Asking the right questions

Although you should expect your lessor to be open and honest, and the terms of your lease agreement should include everything you need to know, it is also beneficial to ask the right questions before the commencement of your lease agreement.

For example, regarding payments associated with your lease agreement, it is recommended asking:

  • The total number of payments owed. This essentially forms the basis of a lease agreement and will dictate the duration of the agreement;
  • The amount and timing due in each payment. A large number of lease agreements comprise monthly payments but it may make more sense financially for a business to make payments quarterly;
  • If there are additional costs which could accrue during or at the conclusion of the lease term. This could take the form of a residual payment to take over ownership of the equipment.

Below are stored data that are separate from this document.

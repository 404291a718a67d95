use anyhow::anyhow;
use argon2::{
    Argon2, PasswordHash, PasswordHasher, PasswordVerifier,
    password_hash::{SaltString, rand_core::OsRng},
};
use axum::{
    Form,
    extract::State,
    http::StatusCode,
    response::{IntoResponse, Redirect, Response},
};
use axum_extra::extract::cookie::{Cookie, CookieJar, SameSite};
use chrono::{Duration, SecondsFormat, Utc};
use tracing::{debug, info, warn};
use uuid::Uuid;

use burrow_types::api::{LoginForm, SignupForm};

use crate::AppState;
use crate::error::ApiError;
use crate::middleware::SESSION_COOKIE;

const SESSION_TTL_DAYS: i64 = 30;

pub async fn signup(
    State(state): State<AppState>,
    Form(form): Form<SignupForm>,
) -> Result<Redirect, ApiError> {
    let username = form.username.trim().to_string();
    let email = form.email.trim().to_string();
    let password = form.password;

    if username.is_empty() || email.is_empty() || password.is_empty() {
        return Err(ApiError::Validation("all fields are required".into()));
    }
    if !email.contains('@') || !email.contains('.') {
        return Err(ApiError::Validation("invalid email address".into()));
    }

    let user_id = Uuid::new_v4();
    let logged_name = username.clone();

    // Existence check, Argon2id hash, and insert all run off the async
    // runtime; the plaintext password never leaves this closure.
    let created = tokio::task::spawn_blocking(move || -> Result<bool, ApiError> {
        if state
            .db
            .identity_taken(&username, &email)
            .map_err(ApiError::Storage)?
        {
            return Ok(false);
        }

        let salt = SaltString::generate(&mut OsRng);
        let password_hash = Argon2::default()
            .hash_password(password.as_bytes(), &salt)
            .map_err(|e| ApiError::Storage(anyhow!("password hash failed: {e}")))?
            .to_string();

        state
            .db
            .create_user(&user_id.to_string(), &username, &email, &password_hash)
            .map_err(ApiError::Storage)?;
        Ok(true)
    })
    .await
    .map_err(ApiError::join)??;

    if !created {
        // One generic message whichever field collided.
        return Err(ApiError::Conflict("email or username already in use".into()));
    }

    info!("user {} registered", logged_name);
    Ok(Redirect::to("/login"))
}

pub async fn login(
    State(state): State<AppState>,
    jar: CookieJar,
    Form(form): Form<LoginForm>,
) -> Result<Response, ApiError> {
    let email = form.email.trim().to_string();
    let password = form.password;

    let db = state.clone();
    let lookup_email = email.clone();
    let verified = tokio::task::spawn_blocking(move || -> anyhow::Result<Option<String>> {
        let Some(user) = db.db.get_user_by_email(&lookup_email)? else {
            return Ok(None);
        };

        let parsed_hash =
            PasswordHash::new(&user.password).map_err(|e| anyhow!("stored hash unreadable: {e}"))?;

        // Constant-time comparison inside argon2's verifier.
        if Argon2::default()
            .verify_password(password.as_bytes(), &parsed_hash)
            .is_err()
        {
            return Ok(None);
        }

        Ok(Some(user.id))
    })
    .await
    .map_err(ApiError::join)?
    .map_err(ApiError::Storage)?;

    let Some(user_id) = verified else {
        // Unknown email and wrong password produce the identical response,
        // and the form re-render carries no status-code signal.
        debug!("login rejected for {}", email);
        return Ok((StatusCode::OK, "Invalid credentials").into_response());
    };

    let token = Uuid::new_v4().to_string();
    let expires_at =
        (Utc::now() + Duration::days(SESSION_TTL_DAYS)).to_rfc3339_opts(SecondsFormat::Secs, true);

    let db = state.clone();
    let session_token = token.clone();
    tokio::task::spawn_blocking(move || db.db.create_session(&session_token, &user_id, &expires_at))
        .await
        .map_err(ApiError::join)?
        .map_err(ApiError::Storage)?;

    Ok((jar.add(session_cookie(token)), Redirect::to("/")).into_response())
}

/// Logout always succeeds: the session row goes away if it exists, the
/// cookie is cleared either way.
pub async fn logout(State(state): State<AppState>, jar: CookieJar) -> (CookieJar, Redirect) {
    if let Some(cookie) = jar.get(SESSION_COOKIE) {
        let token = cookie.value().to_string();
        let db = state.clone();
        let revoked = tokio::task::spawn_blocking(move || db.db.delete_session(&token)).await;

        match revoked {
            Ok(Err(e)) => warn!("session revoke failed: {:#}", e),
            Err(e) => warn!("session revoke task failed: {}", e),
            Ok(Ok(())) => {}
        }
    }

    let removal = Cookie::build((SESSION_COOKIE, "")).path("/").build();
    (jar.remove(removal), Redirect::to("/"))
}

/// HttpOnly, Path=/, SameSite=Lax. No Secure flag: transport posture is
/// left to the deployment.
fn session_cookie(token: String) -> Cookie<'static> {
    Cookie::build((SESSION_COOKIE, token))
        .path("/")
        .http_only(true)
        .same_site(SameSite::Lax)
        .build()
}
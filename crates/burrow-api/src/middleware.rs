use axum::{
    extract::{Request, State},
    middleware::Next,
    response::Response,
};
use axum_extra::extract::cookie::CookieJar;
use chrono::{SecondsFormat, Utc};
use tracing::warn;

use burrow_types::viewer::{Identity, Viewer};

use crate::AppState;

pub const SESSION_COOKIE: &str = "session_id";

/// Resolve the session cookie to a `Viewer` and attach it to the request.
/// This runs for every request; any miss (no cookie, unknown token, expired
/// token) is a normal `Anonymous` outcome, never a response error.
pub async fn with_session(
    State(state): State<AppState>,
    jar: CookieJar,
    mut req: Request,
    next: Next,
) -> Response {
    let viewer = match jar.get(SESSION_COOKIE) {
        Some(cookie) => resolve(&state, cookie.value().to_string()).await,
        None => Viewer::Anonymous,
    };

    req.extensions_mut().insert(viewer);
    next.run(req).await
}

async fn resolve(state: &AppState, token: String) -> Viewer {
    let db = state.clone();
    let now = Utc::now().to_rfc3339_opts(SecondsFormat::Secs, true);

    // Pure read joining sessions+users; expired rows are filtered, not
    // deleted.
    let looked_up =
        tokio::task::spawn_blocking(move || db.db.resolve_session(&token, &now)).await;

    match looked_up {
        Ok(Ok(Some((user_id, username)))) => match user_id.parse() {
            Ok(user_id) => Viewer::User(Identity { user_id, username }),
            Err(e) => {
                warn!("corrupt user id on session lookup: {}", e);
                Viewer::Anonymous
            }
        },
        Ok(Ok(None)) => Viewer::Anonymous,
        // A storage fault on this read path degrades to Anonymous rather
        // than failing the request.
        Ok(Err(e)) => {
            warn!("session lookup failed: {:#}", e);
            Viewer::Anonymous
        }
        Err(e) => {
            warn!("session lookup task failed: {}", e);
            Viewer::Anonymous
        }
    }
}
use chrono::{DateTime, Utc};
use serde::{Deserialize, Serialize};
use uuid::Uuid;

// -- Auth forms --

#[derive(Debug, Deserialize)]
pub struct SignupForm {
    pub username: String,
    pub email: String,
    pub password: String,
}

#[derive(Debug, Deserialize)]
pub struct LoginForm {
    pub email: String,
    pub password: String,
}

// -- Mutation forms --

#[derive(Debug, Deserialize)]
pub struct CreatePostForm {
    pub category_id: String,
    pub title: String,
    pub content: String,
    /// Optional reference to an already-stored upload; storage itself is
    /// handled outside this service.
    pub image: Option<String>,
}

#[derive(Debug, Deserialize)]
pub struct CommentForm {
    pub comment: String,
}

#[derive(Debug, Deserialize)]
pub struct DeletePostForm {
    pub post_id: String,
}

#[derive(Debug, Deserialize)]
pub struct DeleteCommentForm {
    pub comment_id: String,
}

// -- Vote forms --

/// Ids and value arrive as strings so malformed input is a 400 from our own
/// validation rather than an extractor rejection.
#[derive(Debug, Deserialize)]
pub struct PostVoteForm {
    pub post_id: String,
    pub value: String,
    pub return_to: Option<String>,
}

#[derive(Debug, Deserialize)]
pub struct CommentVoteForm {
    pub comment_id: String,
    pub value: String,
}

// -- Read models --

#[derive(Debug, Clone, Serialize)]
pub struct PostView {
    pub id: Uuid,
    pub author_id: Uuid,
    pub author: String,
    pub category_id: Uuid,
    pub category: String,
    pub title: String,
    pub content: String,
    pub image: Option<String>,
    pub created_at: DateTime<Utc>,
    /// Count of +1 rows only; dislikes are stored but not counted here.
    pub likes: i64,
    pub comments: i64,
    /// The requesting viewer's own vote: -1, 0, or +1.
    pub viewer_vote: i64,
}

#[derive(Debug, Clone, Serialize)]
pub struct CommentView {
    pub id: Uuid,
    pub post_id: Uuid,
    pub author_id: Uuid,
    pub author: String,
    pub content: String,
    pub created_at: DateTime<Utc>,
    pub likes: i64,
    pub viewer_vote: i64,
}

#[derive(Debug, Clone, Serialize)]
pub struct CategoryView {
    pub id: Uuid,
    pub name: String,
}

#[derive(Debug, Serialize)]
pub struct PostPage {
    pub post: PostView,
    pub comments: Vec<CommentView>,
}
use crate::helper::image_helpers::StorageError;
use crate::models::db_operations::DbError;
use actix_csrf::CsrfError;
use actix_web::http::{header, StatusCode};
use actix_web::{HttpResponse, ResponseError};
use thiserror::Error;
use url::form_urlencoded;

/// Request-level failures. Validation problems are not errors here: they are
/// rendered back into the submitted form.
#[derive(Error, Debug)]
pub enum BlogError {
    #[error("Not found: {0}")]
    NotFound(String),
    #[error("Forbidden: {0}")]
    Forbidden(String),
    #[error("Login required for {next}")]
    Unauthenticated { next: String },
    #[error("Bad request: {0}")]
    BadRequest(String),
    #[error("Storage failure: {0}")]
    Storage(#[from] StorageError),
    #[error("Database error: {0}")]
    Database(#[from] DbError),
    #[error("Template error: {0}")]
    Template(#[from] tera::Error),
    #[error("Blocking task failed: {0}")]
    Blocking(#[from] actix_web::error::BlockingError),
    #[error("Session error: {0}")]
    Session(#[from] actix_session::SessionInsertError),
    #[error("CSRF check failed: {0}")]
    Csrf(#[from] CsrfError),
}

impl From<r2d2::Error> for BlogError {
    fn from(e: r2d2::Error) -> Self {
        BlogError::Database(DbError::Pool(e))
    }
}

impl From<rusqlite::Error> for BlogError {
    fn from(e: rusqlite::Error) -> Self {
        BlogError::Database(DbError::from(e))
    }
}

pub fn login_url(next: &str) -> String {
    let query: String = form_urlencoded::Serializer::new(String::new())
        .append_pair("next", next)
        .finish();
    format!("/accounts/login?{}", query)
}

impl ResponseError for BlogError {
    fn status_code(&self) -> StatusCode {
        match self {
            BlogError::NotFound(_) => StatusCode::NOT_FOUND,
            BlogError::Forbidden(_) => StatusCode::FORBIDDEN,
            BlogError::Unauthenticated { .. } => StatusCode::FOUND,
            BlogError::BadRequest(_) => StatusCode::BAD_REQUEST,
            BlogError::Csrf(_) => StatusCode::UNPROCESSABLE_ENTITY,
            BlogError::Database(DbError::NotFound(_)) => StatusCode::NOT_FOUND,
            _ => StatusCode::INTERNAL_SERVER_ERROR,
        }
    }

    fn error_response(&self) -> HttpResponse {
        match self {
            BlogError::Unauthenticated { next } => HttpResponse::Found()
                .append_header((header::LOCATION, login_url(next)))
                .finish(),
            BlogError::NotFound(what) => {
                log::debug!("404 for {}", what);
                HttpResponse::NotFound().content_type("text/html; charset=utf-8").body("<h1>Not Found</h1>")
            }
            BlogError::Forbidden(reason) => {
                log::warn!("Denied request: {}", reason);
                HttpResponse::Forbidden().content_type("text/html; charset=utf-8").body("<h1>Forbidden</h1>")
            }
            BlogError::BadRequest(reason) => HttpResponse::BadRequest()
                .content_type("text/plain; charset=utf-8")
                .body(reason.clone()),
            BlogError::Csrf(e) => e.error_response(),
            other => {
                let status = other.status_code();
                if status == StatusCode::NOT_FOUND {
                    return HttpResponse::NotFound().content_type("text/html; charset=utf-8").body("<h1>Not Found</h1>");
                }
                log::error!("Request failed: {}", other);
                HttpResponse::InternalServerError()
                    .content_type("text/html; charset=utf-8")
                    .body("<h1>Server Error</h1>")
            }
        }
    }
}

Finally, there are also some finer points worth discussing that may help a business to budget for ongoing costs and future-proof its asset management strategy. Some of these specific questions could be:

  • Who is responsible for paying any insurance, taxes and maintenance costs for the equipment?
  • Will the finance provider handle installation and removal, maintenance and/or asset management tracking? Is there a maintenance plan associated with the assets or equipment?
  • Is it possible to upgrade or add equipment during the lease terms?
  • What type of support or engagement should you expect to receive throughout the lease term?
  • Should you want to return the equipment prior to the conclusion of the lease agreement, what are your options?
  • What happens at the end of the lease agreement?

Creating an understanding

The September 2015 Alleasing Equipment Demand Index shows that 24.9 per cent of surveyed companies around Australia intend to increase their asset base in the final quarter of this year. This includes 34.8 per cent of federal government agencies and 22.6 per cent of their state-level counterparts.

By working closely with the finance provider and ensuring your business has a thorough understanding of the lease terms at the outset of the agreement, developing a strong asset management strategy becomes a simpler process and ultimately allows the business to make the most of their new equipment.